You're not kidding! 5 weeks ago I had one, my grand fathers. Now I have 10. The smallest being a #92 rabbit plane and the largest being a 7C plane about 22" long.

The second pic is my most recent addition in the Stanley family:smile: Adjustable to many radius's.


----------



## justin2009 (Jan 5, 2009)

Well, at least one! The #7 is sweet looking and the radius plane looks pretty useful!


----------



## frostr2001w (May 21, 2009)

I saw an old iron looking block plane at a garagesaleafewweeks ago and was wondering if it was worth anything as a collectors item. It was blue with large USA stamped on it. I could see no name brand dstamped. Does anyone have a guess?


----------



## MuseumWood (Mar 6, 2010)

Write down everything you know or found out about these tools. As you pass them along the provenance will make them more valuable to your family. At the Museum we get donations with nothing more than "they were in the family". Kind of sad to see the history lost.
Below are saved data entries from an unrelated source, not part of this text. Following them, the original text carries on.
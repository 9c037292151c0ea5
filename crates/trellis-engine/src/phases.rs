//! Single-phase drivers over the control tree.
//!
//! The coordinator composes these into full cycles; the mock harness drives
//! them one at a time to verify ordering properties in isolation.

use trellis_control::{
    ActionListener, AjaxBehavior, ControlArena, ControlCx, ControlId, PreResponseFn, Registrar,
};
use trellis_core::{EngineError, EngineResult, Outcome};

use crate::dispatcher::ActionDispatcher;
use crate::registry::ControlRegistry;

/// Registration sink for one cycle, routing control registrations into the
/// cycle's registry and dispatcher.
#[derive(Debug)]
pub struct CycleRegistrar<'a> {
    /// Registry recording ajax eligibility and pre-response callbacks.
    pub registry: &'a mut ControlRegistry,
    /// Dispatcher holding the listener/behavior queues.
    pub dispatcher: &'a mut ActionDispatcher,
}

impl Registrar for CycleRegistrar<'_> {
    fn register_target(&mut self, source: ControlId, source_id: &str) {
        self.registry.register_target(source, source_id);
    }

    fn register_behavior(&mut self, source: ControlId, source_id: &str, behavior: AjaxBehavior) {
        self.registry.register_behavior_source(source);
        self.dispatcher.queue_behavior(source, source_id, behavior);
    }

    fn register_listener(&mut self, source: ControlId, source_id: &str, listener: ActionListener) {
        self.dispatcher.queue_listener(source, source_id, listener);
    }

    fn register_pre_response(&mut self, callback: PreResponseFn) {
        self.registry.register_pre_response(callback);
    }
}

/// Run the init phase: pre-order walk firing `on_init`, during which
/// controls register themselves for callbacks.
pub fn run_init(
    arena: &mut ControlArena,
    root: ControlId,
    registry: &mut ControlRegistry,
    dispatcher: &mut ActionDispatcher,
) -> EngineResult<()> {
    for id in arena.walk(root) {
        let control_id = arena.control_id(id).to_string();
        let name = arena.name(id).to_string();
        let mut registrar = CycleRegistrar {
            registry: &mut *registry,
            dispatcher: &mut *dispatcher,
        };
        let mut cx = ControlCx::new(id, control_id, name, &mut registrar);
        arena
            .control_mut(id)
            .on_init(&mut cx)
            .map_err(|err| EngineError::listener_failure("init", err))?;
    }
    Ok(())
}

/// Run the process phase over the subtree rooted at `scope`.
///
/// Pre-order walk firing `on_process`. [`Outcome::StopCycle`] halts the
/// traversal immediately and is returned to the caller;
/// [`Outcome::StopPhase`] prunes the current node's subtree but keeps
/// walking its siblings.
pub fn run_process(
    arena: &mut ControlArena,
    scope: ControlId,
    registry: &mut ControlRegistry,
    dispatcher: &mut ActionDispatcher,
) -> EngineResult<Outcome> {
    process_node(arena, scope, registry, dispatcher)
}

fn process_node(
    arena: &mut ControlArena,
    id: ControlId,
    registry: &mut ControlRegistry,
    dispatcher: &mut ActionDispatcher,
) -> EngineResult<Outcome> {
    let control_id = arena.control_id(id).to_string();
    let name = arena.name(id).to_string();
    let outcome = {
        let mut registrar = CycleRegistrar {
            registry: &mut *registry,
            dispatcher: &mut *dispatcher,
        };
        let mut cx = ControlCx::new(id, control_id, name, &mut registrar);
        arena
            .control_mut(id)
            .on_process(&mut cx)
            .map_err(|err| EngineError::listener_failure("process", err))?
    };

    match outcome {
        Outcome::StopCycle => Ok(Outcome::StopCycle),
        // Prune this subtree; siblings keep processing.
        Outcome::StopPhase => Ok(Outcome::Continue),
        Outcome::Continue => {
            for child in arena.children(id).to_vec() {
                if process_node(arena, child, registry, dispatcher)?.halts_cycle() {
                    return Ok(Outcome::StopCycle);
                }
            }
            Ok(Outcome::Continue)
        }
    }
}

/// Run the render phase over the subtree rooted at `root` and return the
/// produced markup.
///
/// Renders pre-order, with `on_render_end` fired post-order so container
/// controls can close wrappers around their children.
pub fn run_render(
    arena: &mut ControlArena,
    root: ControlId,
    registry: &mut ControlRegistry,
    dispatcher: &mut ActionDispatcher,
) -> EngineResult<String> {
    let mut out = String::new();
    render_node(arena, root, registry, dispatcher, &mut out)?;
    Ok(out)
}

fn render_node(
    arena: &mut ControlArena,
    id: ControlId,
    registry: &mut ControlRegistry,
    dispatcher: &mut ActionDispatcher,
    out: &mut String,
) -> EngineResult<()> {
    let control_id = arena.control_id(id).to_string();
    let name = arena.name(id).to_string();
    {
        let mut registrar = CycleRegistrar {
            registry: &mut *registry,
            dispatcher: &mut *dispatcher,
        };
        let mut cx = ControlCx::new(id, control_id.clone(), name.clone(), &mut registrar);
        arena
            .control_mut(id)
            .on_render(&mut cx, out)
            .map_err(|err| EngineError::listener_failure("render", err))?;
    }
    for child in arena.children(id).to_vec() {
        render_node(arena, child, registry, dispatcher, out)?;
    }
    {
        let mut registrar = CycleRegistrar {
            registry: &mut *registry,
            dispatcher: &mut *dispatcher,
        };
        let mut cx = ControlCx::new(id, control_id, name, &mut registrar);
        arena
            .control_mut(id)
            .on_render_end(&mut cx, out)
            .map_err(|err| EngineError::listener_failure("render", err))?;
    }
    Ok(())
}

/// Run the destroy phase: `on_destroy` bottom-up over the subtree, so
/// children deregister before their parents.
pub fn run_destroy(arena: &mut ControlArena, root: ControlId) {
    for id in arena.walk(root).into_iter().rev() {
        arena.control_mut(id).on_destroy();
    }
}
I would suggest cleaning with mineral spirits and a soft toothbrush if necessary. We use a product called "Ballistol". It was invented in 1904 for the German Army. It does everything WD-40 does and stays to prevent rust, works on wood, metal and leather. Use a bit of beeswax on the soles to reduce friction and sharpen the irons scary sharp. Then just enjoy!


----------